The 67-year-old had been positioned at marshal post two on the approach to Paddock Hill Bend on 31 July, 2021 during a British Automobile Racing Club meeting at the Kent venue.
Simon Beament’s Ford Escort RS2000 made contact with another car down the start-finish straight in the Pre-93 and Pre-03 Touring Car race, and was sent into the barrier on the outside of the circuit before flipping over into the marshal’s post.
In a statement at the inquest held on Wednesday at Maidstone’s County Hall, Beament said: “As I caught up with a black BMW car on the track, I remember feeling a tap on the right side of my car. I then felt a second tap and a third tap.
“My car did not change line, but it then went into the barrier and rolled two or three times.
“As I took my hands off the wheel after the crash I felt a bone coming through my left leg.”
The race was immediately stopped and Beament was taken to hospital following the incident after sustaining a broken leg, while emergency services worked on Foote before he was pronounced dead at the scene at 2:48pm.
A pathology report determined that the cause of death was due to “head injuries” and that this was “consistent with severe forceful impact to the head”.
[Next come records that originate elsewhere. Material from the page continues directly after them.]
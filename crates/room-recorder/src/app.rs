use crate::{
    AppError, AppResult,
    config::Config,
    ingest::{IngestState, router},
};

use room_recorder_core::{
    AtomicProgress, HttpNotifier, PostProcessor, ProcessCaptureFactory, SessionController,
};

use std::{panic::Location, sync::Arc};

use error_location::ErrorLocation;
use tokio::net::TcpListener;
use tracing::{info, instrument, warn};

/// The wired recorder: controller plus ingest server.
pub struct App {
    /// Validated configuration.
    pub config: Config,
}

impl App {
    /// Build the controller from the configuration.
    #[track_caller]
    pub fn controller(&self) -> AppResult<SessionController> {
        let config = &self.config;

        let notifier = Arc::new(HttpNotifier::new(
            config.coordinator.endpoint(),
            config.coordinator.retry_policy(),
        )?);
        let post_processor = PostProcessor::new(config.post_process_settings(), notifier.clone());
        let factory = ProcessCaptureFactory::new(
            config.capture.settings(&config.recorder.storage_root),
        );

        Ok(SessionController::new(
            Arc::new(factory),
            Arc::new(AtomicProgress::new()),
            notifier,
            post_processor,
        ))
    }

    /// Serve tasks until SIGINT/SIGTERM, then close every active job.
    #[instrument(skip(self))]
    pub async fn run(self) -> AppResult<()> {
        let controller = self.controller()?;
        let state = IngestState {
            controller: controller.clone(),
            api_key: Arc::from(self.config.coordinator.api_key.as_str()),
            api_secret: Arc::from(self.config.coordinator.api_secret.as_str()),
        };

        let addr = self.config.server.bind_addr();
        let listener = TcpListener::bind(&addr)
            .await
            .map_err(|e| AppError::ServerError {
                reason: format!("Failed to bind {}: {}", addr, e),
                location: ErrorLocation::from(Location::caller()),
            })?;
        info!(
            addr = %addr,
            storage_root = ?self.config.recorder.storage_root,
            "Recorder listening"
        );

        let closing = controller.clone();
        axum::serve(listener, router(state))
            .with_graceful_shutdown(async move {
                shutdown_signal().await;
                info!(active_jobs = closing.active_jobs(), "Shutting down, closing active jobs");
                closing.close_all().await;
            })
            .await
            .map_err(|e| AppError::ServerError {
                reason: format!("Server failed: {}", e),
                location: ErrorLocation::from(Location::caller()),
            })?;

        // Jobs started while the first pass ran.
        controller.close_all().await;
        info!("Shutdown complete");

        Ok(())
    }
}

async fn shutdown_signal() {
    let ctrl_c = async {
        if let Err(e) = tokio::signal::ctrl_c().await {
            warn!(error = %e, "Failed to listen for Ctrl+C");
            std::future::pending::<()>().await;
        }
    };

    #[cfg(unix)]
    let terminate = async {
        match tokio::signal::unix::signal(tokio::signal::unix::SignalKind::terminate()) {
            Ok(mut sigterm) => {
                sigterm.recv().await;
            }
            Err(e) => {
                warn!(error = %e, "Failed to install SIGTERM handler");
                std::future::pending::<()>().await;
            }
        }
    };

    #[cfg(not(unix))]
    let terminate = std::future::pending::<()>();

    tokio::select! {
        _ = ctrl_c => info!("Received Ctrl+C"),
        _ = terminate => info!("Received SIGTERM"),
    }
}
Paul Burlison, environmental health officer for Sevenoaks District Council, revealed that Motorsport UK carried out a routine inspection on the track in February 2021 and reported no issues.
However, it was noted that the way the car came down onto post marshal post two “should not have happened”.
Burlison detailed how the Armco barrier should “give” when a car comes into contact with it at speed, but in this case the car rode on the top of the barrier.
Photo by: Jakob Ebrey
Daniel Carter, safety executive for Motorsport UK, carried out an inspection of the track days after the incident and found that the barriers were fixed by timber oak posts at the MotorSport Vision venue.
New circuit guidelines were introduced in 2019 for all new circuits stipulating that Armco should be mounted to steel posts. Brands Hatch has installed metal posts for the last 10 years under a rolling programme, where timber posts needed to be replaced.
However, steel posts and additional barriers such as tyres are also required in areas presenting a “higher risk” such as head-on positions at corners.
It was said to have been “unusual” for this type of crash to occur at marshal post two, and steel posts were not required under the applicable guidelines on straights although were present in the Armco sections adjacent to the marshal post.
Jamie Champkin, Motorsport UK’s regulatory counsel, revealed that since the incident occurred, approximately £500,000 is being invested in a programme with venues and others in rolling out LED signage at major circuits across the country in order to “enhance the safety of marshals”.
Having considered the evidence, senior coroner Roger Hatch stated: “In motorsport there is always danger likely to occur when racing at high speed. Those dangers are recognised and accepted by those taking part; whether drivers, or marshals or anyone else involved.
Flowers at crash site
Photo by: Gary Hawkins
“Dangers are carefully considered by those organising and minimised wherever possible but sadly, this fatal accident occurred.”
He concluded that Mr Foote’s death was “caused by an accident”.
Foote had been the Mayor of Epsom and Ewell, in Surrey, between 2014 and 2015, as well as an aircraft engineer, qualified pilot, skilled mechanic and coach driver.
Brian Angus, chair of the Surrey Mayors’ Association, said: “It was just amazing what he did do. I remember when he drove us on a coach trip to Bruges.
“The fact that he was the mayor and a coach driver was just hard to compute. He had a scuba kit, loved sailing, he really was just like a James Bond character.”
Thousands of tributes were made by the motorsport community following Foote’s death, including from Formula 1 drivers Lewis Hamilton and George Russell, while a JustGiving page raised more than £59,000.
Jonathan Palmer, chief executive of MSV, said: “I was deeply saddened by Robert Foote’s death at Brands Hatch last July and his family have my condolences.
“Motor racing is hugely dependent on the army of volunteer marshals who give their time and experience week after week to allow racing to take place safely, so Robert’s loss was felt very deeply across the motorsport world.
“In conjunction with Motorsport UK and the ACU, MSV constantly reviews track safety and implements enhancements where appropriate, and as part of that process we learn from incidents like this tragic accident.”